TASK GOAL> Go through the data and retrieve each line that includes the string "body".
BEGIN DATA PROVIDED
impl<'a, S: Serial> Esp8266<'a, S> {
    /// Create a driver over `serial` that will join `ssid` and deliver
    /// response bodies into `response`.
    ///
    /// The driver starts in [`Phase::Reset`]; call
    /// [`initialize`](Esp8266::initialize) before polling.
    pub fn new(
        serial: &'a mut S,
        ssid: &'a str,
        password: &'a str,
        response: &'a mut [u8],
    ) -> Self {
        Self {
            serial,
            response,
            ssid,
            password,
            searcher: SequenceReader::new(),
            integer_reader: IntegerReader::new(),
            reader: BufferReader::new(),
            packet: [0; MAX_RESPONSE_PACKET],
            request: Request::default(),
            header: ResponseHeader::default(),
            phase: Phase::Reset,
            next_phase: Phase::Reset,
            read_mode: ReadMode::Complete,
            request_length: 0,
            response_position: 0,
            error: None,
        }
    }

    /// Configure the serial link (115200-8-N-1) and reset the machine.
    ///
    /// Returns `false` if the serial device failed to initialize. Also
    /// disarms any reader left over from an abandoned transaction, so a
    /// stalled driver can be recovered by re-initializing and issuing a
    /// fresh request.
    pub fn initialize(&mut self) -> bool {
        let settings = self.serial.settings();
        settings.baud_rate = DEFAULT_BAUD_RATE;
        settings.frame_size = 8;
        settings.parity = Parity::None;
        settings.stop_bits = StopBits::One;

        if !self.serial.initialize() {
            return false;
        }
        self.serial.flush();

        self.phase = Phase::Reset;
        self.next_phase = Phase::Reset;
        self.read_mode = ReadMode::Complete;
        self.searcher = SequenceReader::new();
        self.integer_reader = IntegerReader::new();
        self.reader = BufferReader::new();
        self.error = None;
        true
    }

    /// Change the access point to join.
    ///
    /// Updates the stored credentials; progression observed through
    /// [`get_status`](Esp8266::get_status) continues from
    /// [`Phase::ConnectedToAp`].
    pub fn change_access_point(&mut self, ssid: &'a str, password: &'a str) {
        self.ssid = ssid;
        self.password = password;
        self.next_phase = Phase::ConnectedToAp;
    }

    /// `true` once the module has associated with the access point.
    pub fn connected(&self) -> bool {
        self.phase >= Phase::ConnectedToAp
    }

    /// Start an HTTP request.
    ///
    /// Latches the request parameters, aborts any in-flight work, and
    /// re-enters the pipeline at [`Phase::ConnectingToServer`]. The
    /// connection of an interrupted transaction is not closed first;
    /// callers interleaving requests mid-transaction accept a stale TCP
    /// session on the module.
    pub fn request(&mut self, request: Request<'a>) {
        self.request = request;
        self.error = None;
        self.next_phase = Phase::ConnectingToServer;
        self.read_mode = ReadMode::Complete;
    }

    /// Drive one cooperative step and return the current phase.
    ///
    /// Polls whichever reader owns the byte stream; when the reader
    /// finishes, the next call advances the machine one phase. Terminal
    /// phases are sticky until [`request`](Esp8266::request) or
    /// [`change_access_point`](Esp8266::change_access_point) re-arms the
    /// pipeline.
    pub fn get_status(&mut self) -> Phase {
        if self.phase == Phase::Reset {
            self.transition();
        }

        if (self.phase == Phase::Complete || self.phase == Phase::Failure)
            && self.next_phase == self.phase
        {
            return self.phase;
        }

        match self.read_mode {
            ReadMode::UntilSequence => {
                let backing = &self.response[..self.request_length];
                if self.searcher.poll(&mut *self.serial, backing) {
                    self.read_mode = ReadMode::Complete;
                }
            }
            ReadMode::IntoBuffer => {
                let Self {
                    serial,
                    reader,
                    response,
                    packet,
                    phase,
                    ..
                } = self;
                let dest: &mut [u8] = if *phase == Phase::ReadingFirstPacket {
                    &mut packet[..]
                } else {
                    &mut response[..]
                };
                if reader.poll(&mut **serial, dest) {
                    self.read_mode = ReadMode::Complete;
                }
            }
            ReadMode::Integer => {
                if self.integer_reader.poll(&mut *self.serial) {
                    self.read_mode = ReadMode::Complete;
                }
            }
            ReadMode::Complete => {
                self.phase = self.next_phase;
                self.transition();
            }
        }

        self.phase
    }

    /// The response body, valid once [`get_status`](Esp8266::get_status)
    /// has returned [`Phase::Complete`].
    ///
    /// Returns an empty slice in every other phase; before completion the
    /// buffer holds transient transaction data.
    pub fn response(&self) -> &[u8] {
        if self.phase == Phase::Complete {
            &self.response[..self.header.content_length]
        } else {
            &[]
        }
    }

    /// The parsed header of the in-flight or completed response.
    pub fn header(&self) -> &ResponseHeader {
        &self.header
    }

    /// The cause recorded for the last failed transaction, if any.
    pub fn error(&self) -> Option<Error> {
        self.error
    }

    /// Write `bytes` synchronously, waiting only for the TX FIFO to drain.
    fn send(&mut self, bytes: &[u8]) {
        self.serial.flush();
        self.serial.write(bytes);
        while self.serial.busy() {}
    }

    /// Record a failure cause and route to the closing phase.
    fn fail(&mut self, error: Error) {
        self.error = Some(error);
        self.next_phase = Phase::CloseConnectionFailure;
    }

    /// Format the HTTP request into the response buffer.
    ///
    /// The request is staged in a transmit-bounded scratch vector first, so
    /// a request that would overflow either the transmit packet limit or
    /// the caller's buffer fails before any of it reaches the wire.
    fn format_request(&mut self) -> Result<usize, Error> {
        let path = self.request.path;
        let domain = self.request.domain;
        let port = self.request.port;

        let mut staged: Vec<u8, MAX_TRANSMIT_PACKET> = Vec::new();

        // Request line. Only GET is ever emitted, whatever the method says.
        staged
            .extend_from_slice(b"GET ")
            .map_err(|_| Error::RequestFormat)?;
        staged
            .extend_from_slice(path.as_bytes())
            .map_err(|_| Error::RequestFormat)?;
        staged
            .extend_from_slice(b" HTTP/1.1\r\n")
            .map_err(|_| Error::RequestFormat)?;

        // Host field.
        staged
            .extend_from_slice(b"Host: ")
            .map_err(|_| Error::RequestFormat)?;
        staged
            .extend_from_slice(domain.as_bytes())
            .map_err(|_| Error::RequestFormat)?;
        staged.push(b':').map_err(|_| Error::RequestFormat)?;
        staged
            .extend_from_slice(port.as_bytes())
            .map_err(|_| Error::RequestFormat)?;

        // End of header: the Host line's CRLF plus a double blank line.
        staged
            .extend_from_slice(b"\r\n\r\n\r\n")
            .map_err(|_| Error::RequestFormat)?;

        if staged.len() > self.response.len() {
            return Err(Error::RequestFormat);
        }
        self.response[..staged.len()].copy_from_slice(&staged);
        Ok(staged.len())
    }

    /// Install the request-transmission scan.
    ///
    /// The formatted request staged in the response buffer becomes the
    /// pending command, and the scan target becomes the `+IPD,` preamble of
    /// the first response packet.
    fn enter_sending_request(&mut self) {
        self.searcher
            .new_search(SearchCommand::Backing, IPD_PREAMBLE);
        self.next_phase = Phase::GetFirstPacketLength;
        self.read_mode = ReadMode::UntilSequence;
    }

    /// Run the entry action of the current phase and select its successor.
    fn transition(&mut self) {
        match self.phase {
            Phase::Reset => {
                self.next_phase = Phase::DisableEcho;
            }
            Phase::DisableEcho => {
                self.searcher
                    .new_search(SearchCommand::Literal(b"ATE0\r\n"), OK_RESPONSE);
                self.next_phase = Phase::ConfigureAsHttpClient;
                self.read_mode = ReadMode::UntilSequence;
            }
            Phase::ConfigureAsHttpClient => {
                self.searcher
                    .new_search(SearchCommand::Literal(b"AT+CWMODE=1\r\n"), OK_RESPONSE);
                self.next_phase = Phase::AttemptingApConnection;
                self.read_mode = ReadMode::UntilSequence;
            }
            Phase::AttemptingApConnection => {
                let ssid = self.ssid;
                let password = self.password;
                self.send(b"AT+CWJAP_CUR=\"");
                self.send(ssid.as_bytes());
                self.send(b"\",\"");
                self.send(password.as_bytes());
                self.searcher
                    .new_search(SearchCommand::Literal(b"\"\r\n"), OK_RESPONSE);
                self.next_phase = Phase::ConnectedToAp;
                self.read_mode = ReadMode::UntilSequence;
            }
            Phase::ConnectedToAp => {}
            Phase::ConnectingToServer => {
                let domain = self.request.domain;
                let port = self.request.port;
                self.send(b"AT+CIPSTART=\"TCP\",\"");
                self.send(domain.as_bytes());
                self.send(b"\",");
                self.send(port.as_bytes());
                self.searcher
                    .new_search(SearchCommand::Literal(b"\r\n"), OK_RESPONSE);
                self.next_phase = Phase::PreparingRequest;
                self.read_mode = ReadMode::UntilSequence;
            }
            Phase::PreparingRequest => match self.format_request() {
                Ok(length) => {
                    self.request_length = length;

                    let mut command: String<CIPSEND_COMMAND_CAPACITY> = String::new();
                    if write!(command, "AT+CIPSEND={}\r\n", length).is_err() {
                        self.fail(Error::CommandFormat);
                    } else {
                        self.send(command.as_bytes());
                        // The CIPSEND acknowledgement is never waited on:
                        // entry falls straight through to the request
                        // transmission, whose +IPD scan skips the OK bytes.
                        self.enter_sending_request();
                    }
                }
                Err(error) => self.fail(error),
            },
            Phase::SendingRequest => self.enter_sending_request(),
            Phase::GetFirstPacketLength => {
                self.integer_reader.restart();
                self.next_phase = Phase::ReadingFirstPacket;
                self.read_mode = ReadMode::Integer;
            }
            Phase::ReadingFirstPacket => {
                let announced = self.integer_reader.value() as usize;
                self.reader
                    .new_buffer(0, announced.min(MAX_RESPONSE_PACKET));
                self.next_phase = Phase::ParsingHeader;
                self.read_mode = ReadMode::IntoBuffer;
            }
            Phase::ParsingHeader => {
                let first_length = (self.integer_reader.value() as usize).min(MAX_RESPONSE_PACKET);
                self.header = ResponseHeader::parse(&self.packet[..first_length]);

                if !self.header.is_valid() {
                    self.fail(Error::InvalidHeader);
                } else if self.header.content_length > self.response.len() {
                    self.fail(Error::ResponseTooLarge);
                } else if self.header.header_length + self.header.content_length <= first_length {
                    // The whole body arrived with the header.
                    let start = self.header.header_length;
                    let length = self.header.content_length;
                    self.response[..length].copy_from_slice(&self.packet[start..start + length]);
                    self.next_phase = Phase::CloseConnection;
                } else {
                    // Pull the partial body out of the header packet.
                    let start = self.header.header_length;
                    let retrieved = first_length - start;
                    self.response[..retrieved].copy_from_slice(&self.packet[start..first_length]);
                    self.response_position = retrieved;
                    self.next_phase = Phase::GetPacketLength;
                }
            }
            Phase::GetPacketLength => {
                self.integer_reader.restart();
                self.next_phase = Phase::ReadPacketIntoResponse;
                self.read_mode = ReadMode::Integer;
            }
            Phase::ReadPacketIntoResponse => {
                let announced = self.integer_reader.value() as usize;
                let capacity = self.response.len() - self.response_position;
                self.reader
                    .new_buffer(self.response_position, announced.min(capacity));
                self.next_phase = Phase::GetNextPacket;
                self.read_mode = ReadMode::IntoBuffer;
            }
            Phase::GetNextPacket => {
                self.response_position += self.integer_reader.value() as usize;
                if self.response_position >= self.header.content_length {
                    self.next_phase = Phase::CloseConnection;
                } else {
                    self.next_phase = Phase::GetPacketLength;
                }
            }
            Phase::CloseConnection => {
                self.searcher
                    .new_search(SearchCommand::Literal(b"AT+CIPCLOSE\r\n"), OK_RESPONSE);
                self.next_phase = Phase::Complete;
                self.read_mode = ReadMode::UntilSequence;
            }
            Phase::CloseConnectionFailure => {
                self.searcher
                    .new_search(SearchCommand::Literal(b"AT+CIPCLOSE\r\n"), OK_RESPONSE);
                self.next_phase = Phase::Failure;
                self.read_mode = ReadMode::UntilSequence;
            }
            Phase::Complete => {}
            Phase::Failure => {}
        }
    }
}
END DATA PROVIDED
OUTPUT FOR THIS TASK>
    /// The response body, valid once [`get_status`](Esp8266::get_status)
                    // The whole body arrived with the header.
                    // Pull the partial body out of the header packet.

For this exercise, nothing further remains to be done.